**** Extracted material

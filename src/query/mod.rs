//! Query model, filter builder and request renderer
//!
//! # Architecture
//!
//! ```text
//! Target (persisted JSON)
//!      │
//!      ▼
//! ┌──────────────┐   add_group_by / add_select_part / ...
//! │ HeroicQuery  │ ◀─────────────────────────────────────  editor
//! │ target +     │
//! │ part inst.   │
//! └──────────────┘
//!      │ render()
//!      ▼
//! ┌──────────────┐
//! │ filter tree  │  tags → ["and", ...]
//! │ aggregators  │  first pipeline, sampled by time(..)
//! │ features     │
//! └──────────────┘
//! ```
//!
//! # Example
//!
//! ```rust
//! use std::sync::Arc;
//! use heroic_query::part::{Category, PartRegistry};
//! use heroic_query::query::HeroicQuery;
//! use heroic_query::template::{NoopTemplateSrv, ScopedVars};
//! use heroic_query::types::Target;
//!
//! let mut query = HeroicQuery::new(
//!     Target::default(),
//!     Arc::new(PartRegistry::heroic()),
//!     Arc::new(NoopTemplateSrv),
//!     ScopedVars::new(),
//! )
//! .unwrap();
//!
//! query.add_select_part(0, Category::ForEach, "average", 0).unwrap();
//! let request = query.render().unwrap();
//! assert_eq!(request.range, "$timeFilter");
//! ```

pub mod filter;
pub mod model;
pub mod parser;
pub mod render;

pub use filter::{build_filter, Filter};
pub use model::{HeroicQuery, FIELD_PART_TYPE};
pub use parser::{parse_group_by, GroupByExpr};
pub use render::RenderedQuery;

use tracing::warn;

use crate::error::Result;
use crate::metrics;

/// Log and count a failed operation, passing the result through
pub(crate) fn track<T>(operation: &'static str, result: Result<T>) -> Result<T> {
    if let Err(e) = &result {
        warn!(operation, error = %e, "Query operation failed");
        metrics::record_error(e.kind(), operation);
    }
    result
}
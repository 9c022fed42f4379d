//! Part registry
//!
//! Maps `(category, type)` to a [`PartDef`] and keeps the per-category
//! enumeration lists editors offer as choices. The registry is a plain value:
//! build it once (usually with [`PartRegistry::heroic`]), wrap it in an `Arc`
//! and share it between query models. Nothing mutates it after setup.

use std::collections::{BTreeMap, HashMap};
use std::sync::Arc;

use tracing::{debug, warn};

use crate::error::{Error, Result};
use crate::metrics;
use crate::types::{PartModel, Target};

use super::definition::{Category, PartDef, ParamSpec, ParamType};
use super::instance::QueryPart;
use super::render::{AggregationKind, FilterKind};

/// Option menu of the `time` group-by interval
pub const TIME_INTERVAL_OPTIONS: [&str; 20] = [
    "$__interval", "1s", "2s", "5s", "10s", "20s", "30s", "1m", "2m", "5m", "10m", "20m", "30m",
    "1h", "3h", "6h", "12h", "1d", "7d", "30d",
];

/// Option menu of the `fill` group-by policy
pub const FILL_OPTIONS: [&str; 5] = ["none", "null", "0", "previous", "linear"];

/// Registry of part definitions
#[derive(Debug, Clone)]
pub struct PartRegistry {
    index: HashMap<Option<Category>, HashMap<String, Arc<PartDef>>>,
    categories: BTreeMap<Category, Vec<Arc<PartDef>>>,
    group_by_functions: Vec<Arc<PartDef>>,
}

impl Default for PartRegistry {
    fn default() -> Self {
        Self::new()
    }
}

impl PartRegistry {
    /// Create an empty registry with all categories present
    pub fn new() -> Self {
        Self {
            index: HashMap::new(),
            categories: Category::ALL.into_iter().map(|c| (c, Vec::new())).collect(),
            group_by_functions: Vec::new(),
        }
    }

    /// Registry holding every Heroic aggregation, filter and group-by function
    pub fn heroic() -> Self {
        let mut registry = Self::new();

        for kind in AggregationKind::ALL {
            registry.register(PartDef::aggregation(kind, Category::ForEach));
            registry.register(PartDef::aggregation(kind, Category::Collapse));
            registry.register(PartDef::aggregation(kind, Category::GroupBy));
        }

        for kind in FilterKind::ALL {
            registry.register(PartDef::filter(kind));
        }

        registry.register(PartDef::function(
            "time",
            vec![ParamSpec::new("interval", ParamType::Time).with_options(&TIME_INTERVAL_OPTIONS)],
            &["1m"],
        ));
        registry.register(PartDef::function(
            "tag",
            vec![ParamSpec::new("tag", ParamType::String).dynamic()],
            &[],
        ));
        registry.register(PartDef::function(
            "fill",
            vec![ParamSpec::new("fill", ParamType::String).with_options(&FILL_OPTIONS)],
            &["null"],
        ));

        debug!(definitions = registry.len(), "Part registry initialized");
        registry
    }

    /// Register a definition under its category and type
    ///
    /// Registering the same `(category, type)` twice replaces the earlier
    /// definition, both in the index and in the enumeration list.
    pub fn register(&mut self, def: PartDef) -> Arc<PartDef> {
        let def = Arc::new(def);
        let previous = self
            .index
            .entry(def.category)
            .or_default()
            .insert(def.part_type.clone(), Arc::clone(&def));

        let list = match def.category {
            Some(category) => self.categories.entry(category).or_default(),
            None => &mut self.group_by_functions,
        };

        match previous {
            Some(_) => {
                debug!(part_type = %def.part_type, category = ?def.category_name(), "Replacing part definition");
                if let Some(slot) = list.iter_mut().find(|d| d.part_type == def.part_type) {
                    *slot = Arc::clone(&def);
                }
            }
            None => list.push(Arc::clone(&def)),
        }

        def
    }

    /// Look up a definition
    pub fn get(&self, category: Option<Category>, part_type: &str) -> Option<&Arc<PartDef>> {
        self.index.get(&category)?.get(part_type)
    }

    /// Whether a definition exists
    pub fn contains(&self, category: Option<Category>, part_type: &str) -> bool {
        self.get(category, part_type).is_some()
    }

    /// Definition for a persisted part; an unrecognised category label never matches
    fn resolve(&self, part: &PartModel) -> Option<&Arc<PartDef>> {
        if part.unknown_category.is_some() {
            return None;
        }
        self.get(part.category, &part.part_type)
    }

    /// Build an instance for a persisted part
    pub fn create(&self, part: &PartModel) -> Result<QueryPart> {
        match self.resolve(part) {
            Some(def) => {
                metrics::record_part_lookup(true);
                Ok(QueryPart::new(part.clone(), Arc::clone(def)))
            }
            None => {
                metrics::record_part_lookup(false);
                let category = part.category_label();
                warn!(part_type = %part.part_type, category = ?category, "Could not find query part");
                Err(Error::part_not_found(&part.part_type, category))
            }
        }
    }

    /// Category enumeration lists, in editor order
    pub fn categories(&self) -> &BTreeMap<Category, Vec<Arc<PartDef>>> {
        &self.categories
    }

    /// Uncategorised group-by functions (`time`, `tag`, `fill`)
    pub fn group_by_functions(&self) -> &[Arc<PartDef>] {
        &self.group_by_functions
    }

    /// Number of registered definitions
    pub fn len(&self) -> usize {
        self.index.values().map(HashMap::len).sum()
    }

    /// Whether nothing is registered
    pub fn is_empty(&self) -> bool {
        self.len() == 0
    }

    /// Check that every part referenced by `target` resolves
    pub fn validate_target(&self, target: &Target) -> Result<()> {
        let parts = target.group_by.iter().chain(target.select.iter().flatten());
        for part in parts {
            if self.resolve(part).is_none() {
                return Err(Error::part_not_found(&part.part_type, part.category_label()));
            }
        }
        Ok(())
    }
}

********

Your objective — Once the records end, copy them all again exactly.

Expected answer —
filename src/query/mod.rs
//! Query model, filter builder and request renderer
//!
//! # Architecture
//!
//! ```text
//! Target (persisted JSON)
//!      │
//!      ▼
//! ┌──────────────┐   add_group_by / add_select_part / ...
//! │ HeroicQuery  │ ◀─────────────────────────────────────  editor
//! │ target +     │
//! │ part inst.   │
//! └──────────────┘
//!      │ render()
//!      ▼
//! ┌──────────────┐
//! │ filter tree  │  tags → ["and", ...]
//! │ aggregators  │  first pipeline, sampled by time(..)
//! │ features     │
//! └──────────────┘
//! ```
//!
//! # Example
//!
//! ```rust
//! use std::sync::Arc;
//! use heroic_query::part::{Category, PartRegistry};
//! use heroic_query::query::HeroicQuery;
//! use heroic_query::template::{NoopTemplateSrv, ScopedVars};
//! use heroic_query::types::Target;
//!
//! let mut query = HeroicQuery::new(
//!     Target::default(),
//!     Arc::new(PartRegistry::heroic()),
//!     Arc::new(NoopTemplateSrv),
//!     ScopedVars::new(),
//! )
//! .unwrap();
//!
//! query.add_select_part(0, Category::ForEach, "average", 0).unwrap();
//! let request = query.render().unwrap();
//! assert_eq!(request.range, "$timeFilter");
//! ```

pub mod filter;
pub mod model;
pub mod parser;
pub mod render;

pub use filter::{build_filter, Filter};
pub use model::{HeroicQuery, FIELD_PART_TYPE};
pub use parser::{parse_group_by, GroupByExpr};
pub use render::RenderedQuery;

use tracing::warn;

use crate::error::Result;
use crate::metrics;

/// Log and count a failed operation, passing the result through
pub(crate) fn track<T>(operation: &'static str, result: Result<T>) -> Result<T> {
    if let Err(e) = &result {
        warn!(operation, error = %e, "Query operation failed");
        metrics::record_error(e.kind(), operation);
    }
    result
}
repository 9c022fed42f4379d
//! Part registry
//!
//! Maps `(category, type)` to a [`PartDef`] and keeps the per-category
//! enumeration lists editors offer as choices. The registry is a plain value:
//! build it once (usually with [`PartRegistry::heroic`]), wrap it in an `Arc`
//! and share it between query models. Nothing mutates it after setup.

use std::collections::{BTreeMap, HashMap};
use std::sync::Arc;

use tracing::{debug, warn};

use crate::error::{Error, Result};
use crate::metrics;
use crate::types::{PartModel, Target};

use super::definition::{Category, PartDef, ParamSpec, ParamType};
use super::instance::QueryPart;
use super::render::{AggregationKind, FilterKind};

/// Option menu of the `time` group-by interval
pub const TIME_INTERVAL_OPTIONS: [&str; 20] = [
    "$__interval", "1s", "2s", "5s", "10s", "20s", "30s", "1m", "2m", "5m", "10m", "20m", "30m",
    "1h", "3h", "6h", "12h", "1d", "7d", "30d",
];

/// Option menu of the `fill` group-by policy
pub const FILL_OPTIONS: [&str; 5] = ["none", "null", "0", "previous", "linear"];

/// Registry of part definitions
#[derive(Debug, Clone)]
pub struct PartRegistry {
    index: HashMap<Option<Category>, HashMap<String, Arc<PartDef>>>,
    categories: BTreeMap<Category, Vec<Arc<PartDef>>>,
    group_by_functions: Vec<Arc<PartDef>>,
}

impl Default for PartRegistry {
    fn default() -> Self {
        Self::new()
    }
}

impl PartRegistry {
    /// Create an empty registry with all categories present
    pub fn new() -> Self {
        Self {
            index: HashMap::new(),
            categories: Category::ALL.into_iter().map(|c| (c, Vec::new())).collect(),
            group_by_functions: Vec::new(),
        }
    }

    /// Registry holding every Heroic aggregation, filter and group-by function
    pub fn heroic() -> Self {
        let mut registry = Self::new();

        for kind in AggregationKind::ALL {
            registry.register(PartDef::aggregation(kind, Category::ForEach));
            registry.register(PartDef::aggregation(kind, Category::Collapse));
            registry.register(PartDef::aggregation(kind, Category::GroupBy));
        }

        for kind in FilterKind::ALL {
            registry.register(PartDef::filter(kind));
        }

        registry.register(PartDef::function(
            "time",
            vec![ParamSpec::new("interval", ParamType::Time).with_options(&TIME_INTERVAL_OPTIONS)],
            &["1m"],
        ));
        registry.register(PartDef::function(
            "tag",
            vec![ParamSpec::new("tag", ParamType::String).dynamic()],
            &[],
        ));
        registry.register(PartDef::function(
            "fill",
            vec![ParamSpec::new("fill", ParamType::String).with_options(&FILL_OPTIONS)],
            &["null"],
        ));

        debug!(definitions = registry.len(), "Part registry initialized");
        registry
    }

    /// Register a definition under its category and type
    ///
    /// Registering the same `(category, type)` twice replaces the earlier
    /// definition, both in the index and in the enumeration list.
    pub fn register(&mut self, def: PartDef) -> Arc<PartDef> {
        let def = Arc::new(def);
        let previous = self
            .index
            .entry(def.category)
            .or_default()
            .insert(def.part_type.clone(), Arc::clone(&def));

        let list = match def.category {
            Some(category) => self.categories.entry(category).or_default(),
            None => &mut self.group_by_functions,
        };

        match previous {
            Some(_) => {
                debug!(part_type = %def.part_type, category = ?def.category_name(), "Replacing part definition");
                if let Some(slot) = list.iter_mut().find(|d| d.part_type == def.part_type) {
                    *slot = Arc::clone(&def);
                }
            }
            None => list.push(Arc::clone(&def)),
        }

        def
    }

    /// Look up a definition
    pub fn get(&self, category: Option<Category>, part_type: &str) -> Option<&Arc<PartDef>> {
        self.index.get(&category)?.get(part_type)
    }

    /// Whether a definition exists
    pub fn contains(&self, category: Option<Category>, part_type: &str) -> bool {
        self.get(category, part_type).is_some()
    }

    /// Definition for a persisted part; an unrecognised category label never matches
    fn resolve(&self, part: &PartModel) -> Option<&Arc<PartDef>> {
        if part.unknown_category.is_some() {
            return None;
        }
        self.get(part.category, &part.part_type)
    }

    /// Build an instance for a persisted part
    pub fn create(&self, part: &PartModel) -> Result<QueryPart> {
        match self.resolve(part) {
            Some(def) => {
                metrics::record_part_lookup(true);
                Ok(QueryPart::new(part.clone(), Arc::clone(def)))
            }
            None => {
                metrics::record_part_lookup(false);
                let category = part.category_label();
                warn!(part_type = %part.part_type, category = ?category, "Could not find query part");
                Err(Error::part_not_found(&part.part_type, category))
            }
        }
    }

    /// Category enumeration lists, in editor order
    pub fn categories(&self) -> &BTreeMap<Category, Vec<Arc<PartDef>>> {
        &self.categories
    }

    /// Uncategorised group-by functions (`time`, `tag`, `fill`)
    pub fn group_by_functions(&self) -> &[Arc<PartDef>] {
        &self.group_by_functions
    }

    /// Number of registered definitions
    pub fn len(&self) -> usize {
        self.index.values().map(HashMap::len).sum()
    }

    /// Whether nothing is registered
    pub fn is_empty(&self) -> bool {
        self.len() == 0
    }

    /// Check that every part referenced by `target` resolves
    pub fn validate_target(&self, target: &Target) -> Result<()> {
        let parts = target.group_by.iter().chain(target.select.iter().flatten());
        for part in parts {
            if self.resolve(part).is_none() {
                return Err(Error::part_not_found(&part.part_type, part.category_label()));
            }
        }
        Ok(())
    }
}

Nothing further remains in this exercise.